Validation of TEC using purified antibody fusions. TEC with the combination of β9-L73J and G3-β10 (A) or β9-9.29 and PertH-β10 (B). None of the fusions alone, nor the combination of synthetic β9 and β10 peptides added at the same concentration as the fusions produced significant luminescence. Assay was performed as in the screen of 100 pairs except 100 nM purified binders were incubated with the cells. (C) TEC signal (normalized to signal from Cell-titer Glo 2.0 to account for cell number) obtained by incubating with 100 nM β9-L73J/G3-β10 for 1 hr, washing 3 times, adding Δ11S/Nano-Glo substrate (1:20 diluted lysate and 10 μM, respectively) on various cell lines.
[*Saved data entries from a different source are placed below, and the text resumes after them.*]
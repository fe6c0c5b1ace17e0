//! Tests for account management.

use super::*;
use crate::domain::{ErrorCode, LoginRequest, ServiceConfig};
use crate::test_support::{PASSWORD, TestWorld};

fn token_in(body: &str) -> String {
    body.rsplit(' ')
        .next()
        .map(|word| word.trim_end_matches('.').to_owned())
        .expect("token in mail body")
}

async fn can_login(world: &TestWorld, username: &str, password: &str) -> bool {
    world
        .services
        .auth
        .login(LoginRequest {
            kind: "normal".to_owned(),
            username: username.to_owned(),
            password: password.to_owned(),
        })
        .await
        .is_ok()
}

#[tokio::test]
async fn project_users_are_visible_to_members_only() {
    let world = TestWorld::new();
    let owner = world.user("owner").await;
    let member = world.user("member").await;
    let outsider = world.user("outsider").await;
    let project = world.project(&owner, "Board", false).await;
    world
        .member(&project, &member, &[ProjectPermission::ViewProject])
        .await;

    let users = world
        .services
        .users
        .list(&TestWorld::requester(&member), Some(project.id))
        .await
        .expect("members list");
    let mut ids: Vec<UserId> = users.iter().map(|user| user.id).collect();
    ids.sort_unstable();
    assert_eq!(ids, [owner.id, member.id]);

    let error = world
        .services
        .users
        .list(&TestWorld::requester(&outsider), Some(project.id))
        .await
        .expect_err("outsider");
    assert_eq!(error.code(), ErrorCode::Forbidden);
    assert_eq!(
        error.message(),
        "You don't have permisions to see this project users."
    );

    let error = world
        .services
        .users
        .list(&TestWorld::requester(&member), Some(ProjectId::new(9999)))
        .await
        .expect_err("unknown project");
    assert_eq!(error.code(), ErrorCode::NotFound);
}

#[tokio::test]
async fn unscoped_user_lists_are_for_superusers() {
    let world = TestWorld::new();
    let ada = world.user("ada").await;
    let admin = world.superuser("admin").await;

    let everyone = world
        .services
        .users
        .list(&TestWorld::requester(&admin), None)
        .await
        .expect("superuser list");
    assert_eq!(everyone.len(), 2);

    let nobody = world
        .services
        .users
        .list(&TestWorld::requester(&ada), None)
        .await
        .expect("regular list");
    assert!(nobody.is_empty());
}

#[tokio::test]
async fn me_requires_authentication() {
    let world = TestWorld::new();
    let ada = world.user("ada").await;

    let me = world
        .services
        .users
        .me(&TestWorld::requester(&ada))
        .expect("me");
    assert_eq!(me.id, ada.id);

    let error = world
        .services
        .users
        .me(&Requester::Anonymous)
        .expect_err("anonymous");
    assert_eq!(error.code(), ErrorCode::Unauthorized);
}

#[tokio::test]
async fn users_may_only_edit_themselves() {
    let world = TestWorld::new();
    let ada = world.user("ada").await;
    let grace = world.user("grace").await;
    let changes = UserChanges {
        full_name: Some("  Ada King ".to_owned()),
        bio: Some("Analyst".to_owned()),
        ..UserChanges::default()
    };

    let error = world
        .services
        .users
        .partial_update(&TestWorld::requester(&grace), ada.id, changes.clone())
        .await
        .expect_err("other user");
    assert_eq!(error.code(), ErrorCode::Forbidden);

    let updated = world
        .services
        .users
        .partial_update(&TestWorld::requester(&ada), ada.id, changes)
        .await
        .expect("self update");
    assert_eq!(updated.full_name, "Ada King");
    assert_eq!(updated.bio, "Analyst");
}

#[tokio::test]
async fn usernames_must_stay_unique() {
    let world = TestWorld::new();
    let ada = world.user("ada").await;
    world.user("grace").await;

    let error = world
        .services
        .users
        .partial_update(
            &TestWorld::requester(&ada),
            ada.id,
            UserChanges {
                username: Some("grace".to_owned()),
                ..UserChanges::default()
            },
        )
        .await
        .expect_err("taken username");

    assert_eq!(error.details().expect("details")["code"], "duplicated_username");
}

#[tokio::test]
async fn email_changes_wait_for_confirmation() {
    let world = TestWorld::new();
    let ada = world.user("ada").await;
    let requester = TestWorld::requester(&ada);

    let pending = world
        .services
        .users
        .partial_update(
            &requester,
            ada.id,
            UserChanges {
                email: Some("ada@lovelace.dev".to_owned()),
                ..UserChanges::default()
            },
        )
        .await
        .expect("request change");
    assert_eq!(pending.email.as_str(), "ada@example.com");
    assert_eq!(
        pending.new_email.as_ref().map(Email::as_str),
        Some("ada@lovelace.dev")
    );

    let mails = world.mailer.sent_of("change_email");
    assert_eq!(mails.len(), 1);
    assert_eq!(mails[0].to, "ada@lovelace.dev");
    let token = token_in(&mails[0].body);

    world
        .services
        .users
        .change_email(&requester, &token)
        .await
        .expect("confirm");
    let stored = world.repos.user(ada.id).await.expect("user");
    assert_eq!(stored.email.as_str(), "ada@lovelace.dev");
    assert!(stored.email_token.is_none());

    let error = world
        .services
        .users
        .change_email(&requester, &token)
        .await
        .expect_err("token reused");
    assert_eq!(error.message(), INVALID_EMAIL_TOKEN);
}

#[tokio::test]
async fn email_changes_reject_taken_and_malformed_addresses() {
    let world = TestWorld::new();
    let ada = world.user("ada").await;
    world.user("grace").await;
    let requester = TestWorld::requester(&ada);

    for (email, message) in [
        ("GRACE@example.com", "Duplicated email"),
        ("not-an-email", "Not valid email"),
    ] {
        let error = world
            .services
            .users
            .partial_update(
                &requester,
                ada.id,
                UserChanges {
                    email: Some(email.to_owned()),
                    ..UserChanges::default()
                },
            )
            .await
            .expect_err("rejected email");
        assert_eq!(error.message(), message);
    }
}

#[tokio::test]
async fn cancelled_accounts_are_anonymised_with_unique_names() {
    let world = TestWorld::new();
    let ada = world.user("ada").await;
    let grace = world.user("grace").await;

    for user in [&ada, &grace] {
        world
            .services
            .users
            .destroy(&TestWorld::requester(user), user.id)
            .await
            .expect("cancel");
    }

    let ada = world.repos.user(ada.id).await.expect("ada");
    let grace = world.repos.user(grace.id).await.expect("grace");
    assert_eq!(ada.username.as_str(), "deleted-user");
    assert_eq!(grace.username.as_str(), "deleted-user-1");
    assert!(!ada.is_active);
    assert!(!can_login(&world, "ada", PASSWORD).await);
}

#[tokio::test]
async fn cancel_tokens_expire() {
    let world = TestWorld::new();
    let ada = world.user("ada").await;
    let token = world
        .signer
        .sign(TokenScope::CancelAccount, ada.id, world.clock.utc())
        .expect("sign");
    let max_age = ServiceConfig::default().cancel_account_max_age;
    world.clock.advance_seconds(max_age.num_seconds() + 1);

    let error = world
        .services
        .users
        .cancel(&token)
        .await
        .expect_err("expired");

    assert_eq!(error.message(), INVALID_CANCEL_TOKEN);
}

#[tokio::test]
async fn cancel_tokens_work_once() {
    let world = TestWorld::new();
    let ada = world.user("ada").await;
    let token = world
        .signer
        .sign(TokenScope::CancelAccount, ada.id, world.clock.utc())
        .expect("sign");

    world.services.users.cancel(&token).await.expect("cancel");
    let error = world
        .services
        .users
        .cancel(&token)
        .await
        .expect_err("already cancelled");
    assert_eq!(error.message(), INVALID_CANCEL_TOKEN);

    let auth_token = world.auth_token(&ada);
    let error = world
        .services
        .users
        .cancel(&auth_token)
        .await
        .expect_err("wrong scope");
    assert_eq!(error.code(), ErrorCode::InvalidRequest);
}

#[tokio::test]
async fn password_recovery_round_trip() {
    let world = TestWorld::new();
    world.user("ada").await;

    let email = world
        .services
        .users
        .password_recovery("ada@example.com")
        .await
        .expect("recovery");
    assert_eq!(email.as_str(), "ada@example.com");
    let mails = world.mailer.sent_of("password_recovery");
    assert_eq!(mails.len(), 1);
    let token = token_in(&mails[0].body);

    let error = world
        .services
        .users
        .change_password_from_recovery(&token, "123")
        .await
        .expect_err("short password");
    assert_eq!(error.details().expect("details")["field"], "password");

    world
        .services
        .users
        .change_password_from_recovery(&token, "new-password")
        .await
        .expect("reset");
    assert!(can_login(&world, "ada", "new-password").await);
    assert!(!can_login(&world, "ada", PASSWORD).await);

    let error = world
        .services
        .users
        .change_password_from_recovery(&token, "another-password")
        .await
        .expect_err("token spent");
    assert_eq!(error.message(), "Token is invalid");
}

#[tokio::test]
async fn password_recovery_rejects_unknown_accounts() {
    let world = TestWorld::new();

    let error = world
        .services
        .users
        .password_recovery("ghost")
        .await
        .expect_err("unknown");

    assert_eq!(error.message(), "Invalid username or email");
    assert!(world.mailer.sent().is_empty());
}

#[tokio::test]
async fn change_password_checks_the_current_one() {
    let world = TestWorld::new();
    let ada = world.user("ada").await;
    let requester = TestWorld::requester(&ada);
    let service = &world.services.users;

    for (current, new, message) in [
        ("", "new-password", "Current password parameter needed"),
        (PASSWORD, "", "New password parameter needed"),
        (
            PASSWORD,
            "123",
            "Invalid password length at least 6 charaters needed",
        ),
        ("wrong-password", "new-password", "Invalid current password"),
    ] {
        let error = service
            .change_password(&requester, current, new)
            .await
            .expect_err("rejected");
        assert_eq!(error.message(), message);
    }

    service
        .change_password(&requester, PASSWORD, "new-password")
        .await
        .expect("changed");
    assert!(can_login(&world, "ada", "new-password").await);
}

#[tokio::test]
async fn starred_lists_only_visible_projects() {
    let world = TestWorld::new();
    let owner = world.user("owner").await;
    let ada = world.user("ada").await;
    let outsider = world.user("outsider").await;
    let public = world.project(&owner, "Open", false).await;
    let private = world.private_project(&owner, "Secret").await;
    world
        .member(&private, &ada, &[ProjectPermission::ViewProject])
        .await;
    let requester = TestWorld::requester(&ada);
    for project in [&public, &private] {
        world
            .services
            .projects
            .star(&requester, project.id)
            .await
            .expect("star");
    }

    let own = world
        .services
        .users
        .starred(&requester, ada.id)
        .await
        .expect("own stars");
    assert_eq!(own.len(), 2);

    let seen = world
        .services
        .users
        .starred(&TestWorld::requester(&outsider), ada.id)
        .await
        .expect("other stars");
    assert_eq!(seen.len(), 1);
    assert_eq!(seen[0].id, public.id);
}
Reported immunohistochemistry (IHC) scores for HER2 expression are indicated at top of graph. (D) Varying numbers of SKOV3 cells were incubated for 1 hr with a homogeneous TEC detection solution (12.5 nM β9-L73J, 2.5 nM G3-β10, 1:20 dilution of Δ11S lysate, and 10 μM Nano-Glo substrate). The limit of detection was determined to be 125 cells. All data are averages from three replicate wells with the error bars indicating the standard deviation, ***p < 0.001.